Por falar em IPTU, candidatos a prefeito levantaram a bandeira da revisão do IPTU para menos. Como você enxerga isso, já que foi responsável por implementar o projeto?
Acho que desistiram da ideia, porque pararam de falar. Dá para reduzir a tributação? Dá. O que o novo gestor não pode é considerar que uma casa de 100 m² passará a ter 50 m² no IPTU. O que fizemos foi reavaliar o tamanho dos imóveis, com base na inflação. Não me incomodo de que falem do projeto. Tributação é uma bandeira muito fácil de se levantar em campanha. Se o próximo gestor quiser fazer algum ajuste, ótimo. Quanto mais justo o imposto, melhor. Se o próximo colega que sentar aqui achar que fizemos errado e quiser fazer diferente, não me importo. Não sou o dono da verdade. Agora dizer que houve aumento da tributação, é mentira.

Como o próximo prefeito encontrará o caixa da Prefeitura?
Não controlo as despesas, para falar em caixa de uma forma global, mas posso dizer que ele vai encontrar uma secretaria melhor do que a que encontrei, com maior capacidade de arrecadação.

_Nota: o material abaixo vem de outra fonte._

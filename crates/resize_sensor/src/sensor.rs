//! Resize sensor handle
//!
//! # Example
//!
//! ```
//! use resize_sensor::headless::HeadlessDom;
//! use resize_sensor::{Dom, ResizeSensor, SensorContext, Targets};
//!
//! let mut dom = HeadlessDom::new();
//! let panel = dom.create_element("div").unwrap();
//! dom.set_size(&panel, 100, 50);
//!
//! let ctx = SensorContext::new(dom);
//! let sensor = ResizeSensor::new(&ctx, Targets::One(panel), |_, _, info| {
//!     println!("panel is now {}x{}", info.width, info.height);
//! })
//! .unwrap();
//!
//! ctx.with_dom(|dom| dom.set_size(&panel, 120, 50));
//! ctx.dispatch_pending().unwrap();
//!
//! sensor.detach(None, None).unwrap();
//! ```

use std::fmt;

use crate::context::SensorContext;
use crate::dom::Dom;
use crate::error::Result;
use crate::registry::{ResizeInfo, ResizeListener, ScrollEvent};
use crate::targets::Targets;

/// A listener observing the size of one or more elements
///
/// Dropping the handle does not stop observation; call
/// [`detach`](Self::detach).
pub struct ResizeSensor<D: Dom> {
    context: SensorContext<D>,
    targets: Targets<D::Node>,
    listener: ResizeListener<D::Node>,
}

impl<D: Dom> ResizeSensor<D> {
    /// Start observing `targets`, calling `callback` on every size change
    pub fn new<F>(
        context: &SensorContext<D>,
        targets: impl Into<Targets<D::Node>>,
        callback: F,
    ) -> Result<Self>
    where
        F: Fn(&D::Node, &ScrollEvent<D::Node>, &ResizeInfo) + 'static,
    {
        Self::with_listener(context, targets, ResizeListener::new(callback))
    }

    /// Start observing with an existing listener
    ///
    /// Registering the same listener on the same element again adds a second
    /// registration; it then fires twice per change.
    pub fn with_listener(
        context: &SensorContext<D>,
        targets: impl Into<Targets<D::Node>>,
        listener: ResizeListener<D::Node>,
    ) -> Result<Self> {
        let targets = targets.into();
        context.attach(targets.clone(), &listener)?;
        Ok(Self {
            context: context.clone(),
            targets,
            listener,
        })
    }

    pub fn listener(&self) -> &ResizeListener<D::Node> {
        &self.listener
    }

    pub fn targets(&self) -> &Targets<D::Node> {
        &self.targets
    }

    pub fn context(&self) -> &SensorContext<D> {
        &self.context
    }

    /// Unregister from the given targets, or from this sensor's targets
    ///
    /// Without a listener every registration and the overlays are removed;
    /// see [`SensorContext::detach`].
    pub fn detach(
        &self,
        listener: Option<&ResizeListener<D::Node>>,
        targets: Option<Targets<D::Node>>,
    ) -> Result<()> {
        let targets = targets.unwrap_or_else(|| self.targets.clone());
        self.context.detach(targets, listener)
    }

    /// Remove this sensor's own registration from its targets
    pub fn detach_self(&self) -> Result<()> {
        self.detach(Some(&self.listener), None)
    }

    /// Re-attach and re-arm the overlays of this sensor's targets
    pub fn reset(&self) -> Result<()> {
        self.context.reset(self.targets.clone())
    }
}

impl<D: Dom> fmt::Debug for ResizeSensor<D> {
    fn fmt(&self, f: &mut fmt::Formatter<'_>) -> fmt::Result {
        f.debug_struct("ResizeSensor")
            .field("targets", &self.targets)
            .field("listener", &self.listener)
            .finish()
    }
}
//! Sensor error types

use thiserror::Error;

/// Errors surfaced by sensor operations
///
/// Registry lookups, repeated mounts and detaching elements that were never
/// observed are silent no-ops; only failures reported by the host document
/// reach the caller.
#[derive(Error, Debug, Clone, PartialEq, Eq)]
pub enum SensorError {
    /// The host document rejected an operation
    #[error("DOM operation failed: {0}")]
    Dom(String),
}

/// Result type for sensor operations
pub type Result<T> = std::result::Result<T, SensorError>;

Posso afirmar que ele terá melhores condições para arrecadar.

Com aumento de custos e despesas?
Eu não controlo.

Que desafios o próximo gestor vai encontrar com relação aos tributos?
O desafio é aumentar a arrecadação sem sufocar a população. Não podemos sufocar a atividade econômica nem a população com tributos, mas temos que arrecadar.